Robotics startup Generalist AI hit a $2 billion valuation Thursday after closing a $400 million funding round backed by Nvidia's NVentures, Jeff Bezos, and AI pioneer Fei-Fei Li, signaling that the industry's future belongs to general-purpose brain architectures rather than robot-specific software. The round was led by Radical Ventures with participation from 8VC, Union Square Ventures, Hanabi Capital, and Norwest. Zoom CEO Eric Yuan, Xiaomi co-founder Bin Lin, and entrepreneur Naval Ravikant also joined as angel investors, according to the company.
Generalist is building foundation models designed to work across any robotic system, humanoids, warehouse machines, industrial arms, autonomous platforms. The company argues that the intelligence layer matters more than the hardware.

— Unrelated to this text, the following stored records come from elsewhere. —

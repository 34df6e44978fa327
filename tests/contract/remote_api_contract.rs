//! Contract tests for the HTTP records API
//!
//! Every remote failure mode must reach the load path as a structured
//! [`SourceError`] with the right kind.

use std::sync::Arc;

use listkit_core::fixtures::{mock_http_client, MOCK_BASE_URL};
use listkit_core::{
    ContactsApi, Domain, HttpClient, HttpError, HttpFuture, HttpRecordsApi, HttpRequest,
    HttpResponse, InstrumentsApi, SourceErrorKind, StaticHttpClient, TransfersApi,
};

const BASE_URL: &str = "https://api.contract.test/v1";

fn api_with(route: &str, response: HttpResponse) -> HttpRecordsApi {
    let client = StaticHttpClient::new().with_route(format!("{BASE_URL}/{route}"), response);
    HttpRecordsApi::new(Arc::new(client), BASE_URL)
}

/// Transport that fails before any response is received.
struct Unreachable;

impl HttpClient for Unreachable {
    fn execute<'a>(&'a self, request: HttpRequest) -> HttpFuture<'a> {
        Box::pin(async move { Err(HttpError::new(format!("connect to {} refused", request.url))) })
    }
}

#[tokio::test]
async fn contract_unknown_endpoint_is_a_transport_error() {
    let api = HttpRecordsApi::new(Arc::new(StaticHttpClient::new()), BASE_URL);

    let error = api.load_contacts().await.expect_err("404");

    assert_eq!(error.kind(), SourceErrorKind::Transport);
    assert!(error.message().contains("404"), "{error}");
}

#[tokio::test]
async fn contract_connection_failure_is_a_transport_error() {
    let api = HttpRecordsApi::new(Arc::new(Unreachable), BASE_URL);

    let error = api.load_instruments().await.expect_err("unreachable");

    assert_eq!(error.kind(), SourceErrorKind::Transport);
    assert!(error.message().contains("refused"), "{error}");
}

#[tokio::test]
async fn contract_malformed_body_is_a_transport_error() {
    let api = api_with("transfers", HttpResponse::ok_json("{not json"));

    let error = api.load_transfers().await.expect_err("undecodable");

    assert_eq!(error.kind(), SourceErrorKind::Transport);
    assert_eq!(error.code(), "source.transport");
}

#[tokio::test]
async fn contract_invalid_transfer_is_rejected_at_decode() {
    let body = r#"[{"kind":"transfer","id":"","description":"rent","amount":1e20,
        "currency_code":"not-a-code","date":"2026-10-01T09:00:00Z",
        "sender":"Ada","recipient":"Charles","is_sender":true}]"#;
    let api = api_with("transfers", HttpResponse::ok_json(body));

    let error = api.load_transfers().await.expect_err("empty id, bad currency");

    assert_eq!(error.kind(), SourceErrorKind::Transport);
    assert!(error.message().contains("could not be decoded"), "{error}");
}

#[tokio::test]
async fn contract_contact_without_id_never_reaches_the_cache() {
    let body = r#"[{"kind":"contact","id":"c-1","name":"Grace","phone":"555-0100"},
        {"kind":"contact","id":"  ","name":"Nobody","phone":""}]"#;
    let api = api_with("contacts", HttpResponse::ok_json(body));

    let error = api.load_contacts().await.expect_err("second contact has a blank id");

    assert_eq!(error.kind(), SourceErrorKind::Transport);
    assert!(error.message().contains("'id' cannot be empty"), "{error}");
}

#[tokio::test]
async fn contract_wrong_record_kind_is_an_unexpected_record() {
    let body = r#"[{"kind":"instrument","id":"i-1","number":"**** 4242","holder":"Ada"}]"#;
    let api = api_with("contacts", HttpResponse::ok_json(body));

    let error = api.load_contacts().await.expect_err("instrument in contacts feed");

    assert_eq!(error.kind(), SourceErrorKind::UnexpectedRecord);
    assert_eq!(error.message(), "expected contact record, found instrument");
}

#[tokio::test]
async fn contract_empty_feed_is_a_successful_empty_list() {
    let api = api_with("instruments", HttpResponse::ok_json("[]"));

    let instruments = api.load_instruments().await.expect("empty feed");

    assert!(instruments.is_empty());
}

#[tokio::test]
async fn contract_mock_fixtures_cover_every_endpoint() {
    let api = HttpRecordsApi::new(Arc::new(mock_http_client(MOCK_BASE_URL)), MOCK_BASE_URL);

    let contacts = api.load_contacts().await.expect("contacts fixture");
    let instruments = api.load_instruments().await.expect("instruments fixture");
    let transfers = api.load_transfers().await.expect("transfers fixture");

    assert_eq!(contacts.len(), 3);
    assert_eq!(instruments.len(), 2);
    assert_eq!(transfers.iter().filter(|transfer| transfer.is_sender).count(), 3);
    assert_eq!(transfers.iter().filter(|transfer| !transfer.is_sender).count(), 2);
    assert_eq!(api.endpoint(Domain::Contacts), format!("{MOCK_BASE_URL}/contacts"));
}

"The future of robotics is bigger than any single robot," the company wrote in a blog post. "Whether it's a humanoid in the home, a robotic arm on a factory floor, a mobile robot in a warehouse, or an autonomous system in space, the vital technology will be the intelligence that works across form factors, environments, and applications."
Founded in 2024 by former DeepMind scientists Pete Florence and Andy Zeng alongside ex-Boston Dynamics roboticist Andrew Barry, Generalist has already shipped two model generations. GEN-0 launched last November and demonstrated that larger models trained on more real-world data produced more capable robotic systems, scaling laws for physical AI.
GEN-1 followed in April, running three times faster than comparable state-of-the-art models with 99% reliability across diverse tasks, the company said. The new capital will fund larger models, expanded real-world data collection, more compute infrastructure, and commercial deployments. Generalist framed the strategy as a self-reinforcing loop: better models do more useful physical work, and data from real businesses fuels the next generation.
"Scaling robot learning creates better models, better models can do more useful physical work, and data from real businesses drives the next generation of more capable models," the company said in a statement.
Generalist's approach stands apart from competitors like Physical Intelligence, whose pi-0 model GEN-1 reportedly exceeded on task speed. Rather than optimizing for a single robot or task, Generalist builds adaptive AI that can handle real-world unpredictability, a box that doesn't sit right, a shirt that folds differently, lighting that shifts. A human adjusts and retries. Most robots fail.
Generalist's models learn from the failure and adapt.
Nvidia's continued backing is telling. The chipmaker has called robotics the next trillion-dollar industry and its three-computer platform, training, simulation, and deployment, positions it as the infrastructure layer for companies like Generalist. The startup's $2 billion valuation reflects investor conviction that physical AGI will emerge from general models trained on physical experience, not from specialized code written for individual machines.